The late Cardinal Edward Egan, the retired archbishop of New York who led the archdiocese through a tumultuous period, will be eulogized Tuesday with a funeral Mass at St. Patrick's Cathedral and entombed in its crypt.
Egan, archbishop from 2000 to 2009 and one of the most visible church leaders in the United States, died Thursday of cardiac arrest. He was 82.
The funeral Mass is scheduled to begin with a procession at 1:30 p.m. It is to be preceded by public visiting from 7 to 11 a.m.
Cardinal Timothy Dolan, Egan's successor, will preside over the Mass. Afterward, Egan will be entombed in a crypt underneath the cathedral's gold altar. Dolan is to say a final blessing in the crypt, where he will be joined by other church leaders and members of Egan's family.
Egan will be buried next to his immediate predecessor, Cardinal John J. O'Connor -- the last archbishop laid to rest in St. Patrick's. O'Connor was archbishop from 1984 until his death in May 2000.
Several other notable Catholics are buried in the crypt, including Pierre Toussaint, a Haitian slave who bought his freedom in New York and became a major supporter of Catholic charity work.
Egan's body was taken to the cathedral Monday morning, opening two days of mourning for New York's eighth archbishop. Public visiting also took place Monday afternoon and was followed by a 6 p.m. vigil Mass.
He was the first archbishop in the archdiocese's 200-year history to retire. All the others died while holding the post.
Egan came to the New York archdiocese in 2000 after serving 12 years as bishop of the Diocese of Bridgeport in Connecticut. The year after, Pope John Paul II named him a cardinal.
His tenure came at a difficult time, encompassing the churchwide sexual-abuse scandal, major financial problems, declining church attendance, dwindling ranks of priests and the Sept. 11, 2001, terrorist attacks.
In his first two years in New York, he eliminated a $20 million annual operating deficit. He went on to close 20 parishes -- an unpopular decision among some Catholics. Supporters said he made the difficult decisions needed to keep the archdiocese afloat.
In a statement, the archdiocese said that during Egan's tenure as archbishop, "the number of registered parishioners increased by 204,000, the budget of Catholic Charities more than doubled, enrollment in Catholic elementary and secondary schools grew by 15,400, the archdiocesan newspaper became the largest in the nation, and the archdiocese and its various agencies were made debt-free."

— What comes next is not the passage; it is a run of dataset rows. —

//! Rarity, card and profile stores, including their delete cascades

mod common;

#[cfg(test)]
mod tests {
    use card_collector_server::card::CardInput;
    use card_collector_server::error::CollectionError;
    use card_collector_server::profile::ProfileInput;
    use card_collector_server::quest::QuestInput;
    use card_collector_server::rarity::RarityInput;
    use card_collector_server::trade::TradeOfferInput;

    use crate::common::Fixture;

    #[tokio::test]
    async fn test_profile_delete_cascades() {
        let fx = Fixture::new();
        let common = fx.rarity("Common").await;
        let x = fx.card("Goblin", &common).await;
        let y = fx.card("Orc", &common).await;
        let reward = fx.card("Dragon", &common).await;
        let alice = fx.profile("alice").await;
        let bob = fx.profile("bob").await;

        fx.give(&alice, &x).await;
        fx.give(&alice, &x).await;
        fx.give(&alice, &y).await;
        fx.give(&bob, &y).await;
        fx.quest(QuestInput::new(alice.id, 5, reward.id)).await;
        fx.trades
            .propose(TradeOfferInput {
                profile_posted: alice.id,
                card_offered: x.id,
                card_wanted: reward.id,
            })
            .await
            .unwrap();

        assert!(fx.profiles.delete(alice.id).await.unwrap());

        assert!(fx.profiles.get_by_id(alice.id).await.unwrap().is_none());
        assert!(fx.collection.list_by_profile(alice.id).await.unwrap().is_empty());
        assert!(fx.quests.get_all_by_profile(alice.id).await.unwrap().is_empty());
        assert!(fx.offers().await.is_empty());

        // Other profiles keep their cards
        assert_eq!(fx.count(&bob, &y).await, 1);

        assert!(!fx.profiles.delete(alice.id).await.unwrap());
    }

    #[tokio::test]
    async fn test_card_that_is_a_reward_cannot_be_deleted() {
        let fx = Fixture::new();
        let common = fx.rarity("Common").await;
        let reward = fx.card("Dragon", &common).await;
        let alice = fx.profile("alice").await;
        fx.give(&alice, &reward).await;
        fx.quest(QuestInput::new(alice.id, 3, reward.id)).await;

        let err = fx.cards.delete(reward.id).await.unwrap_err();
        assert!(matches!(err, CollectionError::Conflict(_)));
        assert!(fx.cards.get_by_id(reward.id).await.unwrap().is_some());
        assert_eq!(fx.count(&alice, &reward).await, 1);
    }

    #[tokio::test]
    async fn test_card_delete_removes_copies_and_offers() {
        let fx = Fixture::new();
        let common = fx.rarity("Common").await;
        let x = fx.card("Goblin", &common).await;
        let y = fx.card("Orc", &common).await;
        let alice = fx.profile("alice").await;
        let bob = fx.profile("bob").await;
        fx.give(&alice, &x).await;
        fx.give(&bob, &y).await;

        fx.trades
            .propose(TradeOfferInput {
                profile_posted: alice.id,
                card_offered: x.id,
                card_wanted: fx.card("Troll", &common).await.id,
            })
            .await
            .unwrap();
        fx.trades
            .propose(TradeOfferInput {
                profile_posted: bob.id,
                card_offered: y.id,
                card_wanted: x.id,
            })
            .await
            .unwrap();

        assert!(fx.cards.delete(x.id).await.unwrap());

        assert!(fx.cards.get_by_id(x.id).await.unwrap().is_none());
        assert!(fx.collection.list_by_card(x.id).await.unwrap().is_empty());
        assert!(fx.offers().await.is_empty());
        assert_eq!(fx.count(&bob, &y).await, 1);

        assert!(!fx.cards.delete(x.id).await.unwrap());
    }

    #[tokio::test]
    async fn test_rarity_in_use_cannot_be_deleted() {
        let fx = Fixture::new();
        let common = fx.rarity("Common").await;
        let rare = fx.rarity("Rare").await;
        let unused = fx.rarity("Mythic").await;
        let reward = fx.card("Dragon", &common).await;
        let alice = fx.profile("alice").await;
        fx.quest(QuestInput {
            rarity_needed: Some(rare.id),
            ..QuestInput::new(alice.id, 2, reward.id)
        })
        .await;

        let err = fx.rarities.delete(common.id).await.unwrap_err();
        assert!(matches!(err, CollectionError::Conflict(_)));

        let err = fx.rarities.delete(rare.id).await.unwrap_err();
        assert!(matches!(err, CollectionError::Conflict(_)));

        assert!(fx.rarities.delete(unused.id).await.unwrap());
        assert!(!fx.rarities.delete(unused.id).await.unwrap());
        assert_eq!(fx.rarities.get_all().await.unwrap().len(), 2);
    }

    #[tokio::test]
    async fn test_card_requires_existing_rarity() {
        let fx = Fixture::new();

        let err = fx
            .cards
            .add(CardInput {
                name: "Goblin".to_string(),
                rarity_id: 999,
            })
            .await
            .unwrap_err();
        assert!(matches!(err, CollectionError::NotFound(_)));

        let common = fx.rarity("Common").await;
        let card = fx.card("Goblin", &common).await;
        let err = fx
            .cards
            .update(
                card.id,
                CardInput {
                    name: "Goblin".to_string(),
                    rarity_id: 999,
                },
            )
            .await
            .unwrap_err();
        assert!(matches!(err, CollectionError::NotFound(_)));

        let rare = fx.rarity("Rare").await;
        let updated = fx
            .cards
            .update(
                card.id,
                CardInput {
                    name: "Goblin King".to_string(),
                    rarity_id: rare.id,
                },
            )
            .await
            .unwrap()
            .unwrap();
        assert_eq!(updated.name, "Goblin King");
        assert_eq!(updated.rarity_id, rare.id);
    }

    #[tokio::test]
    async fn test_catalog_listing_and_random_pick() {
        let fx = Fixture::new();
        let common = fx.rarity("Common").await;
        let rare = fx.rarity("Rare").await;
        let empty = fx.rarity("Mythic").await;
        fx.card("Orc", &common).await;
        fx.card("Goblin", &common).await;
        let wizard = fx.card("Wizard", &rare).await;

        let names: Vec<String> = fx
            .cards
            .get_all()
            .await
            .unwrap()
            .into_iter()
            .map(|c| c.name)
            .collect();
        assert_eq!(names, vec!["Goblin", "Orc", "Wizard"]);

        assert_eq!(fx.cards.get_all_by_rarity(common.id).await.unwrap().len(), 2);

        let picked = fx.cards.get_random(Some(rare.id)).await.unwrap();
        assert_eq!(picked, wizard);

        let err = fx.cards.get_random(Some(empty.id)).await.unwrap_err();
        assert!(matches!(err, CollectionError::NotFound(_)));
    }

    #[tokio::test]
    async fn test_names_are_validated() {
        let fx = Fixture::new();

        let err = fx
            .rarities
            .add(RarityInput {
                name: String::new(),
            })
            .await
            .unwrap_err();
        assert!(matches!(err, CollectionError::InvalidArgument(_)));

        let err = fx
            .profiles
            .add(ProfileInput {
                name: "x".repeat(65),
            })
            .await
            .unwrap_err();
        assert!(matches!(err, CollectionError::InvalidArgument(_)));

        let alice = fx.profile("alice").await;
        let renamed = fx
            .profiles
            .update(
                alice.id,
                ProfileInput {
                    name: "alicia".to_string(),
                },
            )
            .await
            .unwrap()
            .unwrap();
        assert_eq!(renamed.name, "alicia");
        assert!(fx
            .profiles
            .update(
                999,
                ProfileInput {
                    name: "nobody".to_string(),
                },
            )
            .await
            .unwrap()
            .is_none());
    }
}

He also opened a new facility for the Saint John Neumann Seminary and Hall in Yonkers, and established the John Cardinal O'Connor Residence for retired priests of the archdiocese in the Riverdale area of the Bronx, the archdiocese said.
In 2006, he inaugurated the "Catholic Channel" on Sirius / XM Satellite Radio, providing Catholic programming 24 hours a day, seven days a week, throughout the United States and Canada.
He hosted Pope Benedict XVI during his historic visit to the city in April 2008.
At 6-foot-4, with a deep voice and polished homilies, Egan was an imposing figure. He was fluent in Italian, French, Spanish and Latin, played classical piano and read physics. He contracted polio as a child but recovered, though in recent months his legs started to fail him, Dolan said.
He was born April 2, 1932, in Oak Park, Illinois, and ordained as a priest in December 1957 in the Chicago archdiocese.
Nearly half his career was spent in Rome as a student, teacher, canon lawyer and ecclesiastical judge. As bishop in Bridgeport, from 1988 to 2000, he reversed its debt, raising $45 million and closing or merging schools.
Egan previously served in New York from 1985 to 1988 as auxiliary bishop and vicar for education of the Archdiocese of New York.